News Release

Piracy threatens digitised art

Reports and Proceedings

New Scientist

A SCHEME to digitise famous paintings that was unveiled last week by the National Gallery in London may be placing the collection at risk of digital piracy. Now music and movie makers are warning the world of fine arts to act quickly if it wants to prevent the same kind of high-tech piracy that is crippling their industries.

The National Gallery has been working with computer giant Hewlett-Packard for 8 years on a scheme to digitise all of its 2300 paintings. The images have been captured with a digital camera that steps backwards and forwards over the painting, a technique that improves the resolution of the image to 100 megapixels, 20 times that of the best consumer cameras. When someone places an order, a six-colour printer in the gallery's shop will print out a high-quality copy in just five minutes.

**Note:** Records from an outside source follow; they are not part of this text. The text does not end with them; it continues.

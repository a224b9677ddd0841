use crate::config::FetchConfig;
use crate::error::{host_of, FetchError};
use log::{debug, warn};
use reqwest::Client;

/// Plain HTTP page fetcher with a browser identity and a hard timeout.
///
/// Failures are classified, never retried.
pub struct RequestFetcher {
    client: Client,
}

impl RequestFetcher {
    pub fn new(config: &FetchConfig) -> Result<Self, FetchError> {
        let client = Client::builder()
            .timeout(config.timeout())
            .user_agent(config.user_agent.as_str())
            .build()
            .map_err(|e| {
                warn!("Failed to create HTTP client: {}", e);
                FetchError::Unreadable {
                    host: "this website".to_string(),
                }
            })?;

        Ok(Self { client })
    }

    pub async fn fetch(&self, url: &str) -> Result<String, FetchError> {
        debug!("Fetching {}", url);
        let response = self
            .client
            .get(url)
            .send()
            .await
            .map_err(|e| classify(&e, url))?;

        let status = response.status();
        if !status.is_success() {
            warn!("{} answered {}", url, status);
            return Err(FetchError::from_status(status.as_u16()));
        }

        let html = response.text().await.map_err(|e| classify(&e, url))?;
        debug!("Fetched {} bytes from {}", html.len(), url);
        Ok(html)
    }
}

fn classify(err: &reqwest::Error, url: &str) -> FetchError {
    let classified = FetchError::from_reqwest(err, url);
    if matches!(classified, FetchError::Unreadable { .. }) {
        warn!("Request to {} failed: {}", host_of(url), err);
    }
    classified
}
use super::{parse_recipe_response, ImagePayload};
use crate::config::VisionConfig;
use crate::error::VisionError;
use crate::model::VisionRecipe;
use crate::providers::{
    complete_with_retry, AnthropicProvider, RetryPolicy, VisionProvider, RECIPE_SCAN_PROMPT,
};
use log::{debug, error};

/// Reads a recipe out of a photo with a vision model.
pub struct VisionExtractor {
    config: VisionConfig,
}

impl VisionExtractor {
    pub fn new(config: VisionConfig) -> Self {
        Self { config }
    }

    /// Extract a recipe from `image`, crediting it to `author`.
    ///
    /// The credential is checked before any client is created, so a missing
    /// key fails without touching the network.
    pub async fn extract(
        &self,
        image: &ImagePayload,
        author: &str,
    ) -> Result<VisionRecipe, VisionError> {
        let api_key = self.config.resolve_api_key().ok_or_else(|| {
            error!("No vision API key configured");
            VisionError::MissingCredential
        })?;
        let provider = AnthropicProvider::new(api_key, &self.config);
        self.extract_with(&provider, image, author).await
    }

    /// Same as [`extract`](Self::extract) against a caller-supplied provider.
    pub async fn extract_with(
        &self,
        provider: &dyn VisionProvider,
        image: &ImagePayload,
        author: &str,
    ) -> Result<VisionRecipe, VisionError> {
        debug!(
            "Scanning {} image ({} base64 chars) for {}",
            image.media_type,
            image.data.len(),
            author
        );
        let policy = RetryPolicy::from_config(&self.config);
        let reply = complete_with_retry(provider, image, RECIPE_SCAN_PROMPT, &policy).await?;
        parse_recipe_response(&reply, author)
    }
}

The gallery hopes to generate extra revenue by allowing accredited print shops around the world to sell copies as well. "The music industry has gone digital. We want to see the same process in the world of fine arts," says Vyomesh Joshi, executive vice-president of HP's Imaging and Printing Group. This will mean sending the images over the internet, giving pirates a chance to make illegal copies.

The music industry has been hit hard by digital piracy. It says the poor security of the CD system now means that one in three music CDs is a pirate copy. "If we had ever envisaged [the ability to make perfect copies of CDs] we would have pressed for greater protection in the CD system," says Jay Berman, who runs the International Federation of the Phonographic Industry (IFPI), the world trade body for the record industry.

The gallery seems resigned to a similar fate. "There is nothing we can do about it," says Jennifer Lea, a spokeswoman for the gallery. It is not even bothering to protect the images. Huw Robson, manager of HP's Digital Media Systems Laboratory, says the digitised images and hard-copy prints will not be protected by digital watermarks. If a file is hacked or a high-quality print scanned and copied, the gallery will be unable to prove the source.

Owning the copyright to digital images will give the gallery some protection under the law. But it won't be easy to enforce, if the music industry's attempts to tackle piracy are anything to go by. It sued the file-sharing website Napster for breach of copyright but only after pirated copies of music files had swept the world. The IFPI says that the music piracy industry is now worth $4.6 billion a year. Michael Kuhn, who helped Polygram and Philips launch the first CDs 20 years ago, says: "Looking back, record companies should have spent every day thinking about piracy. Film studio brass should be doing that now. So too the fine art bosses."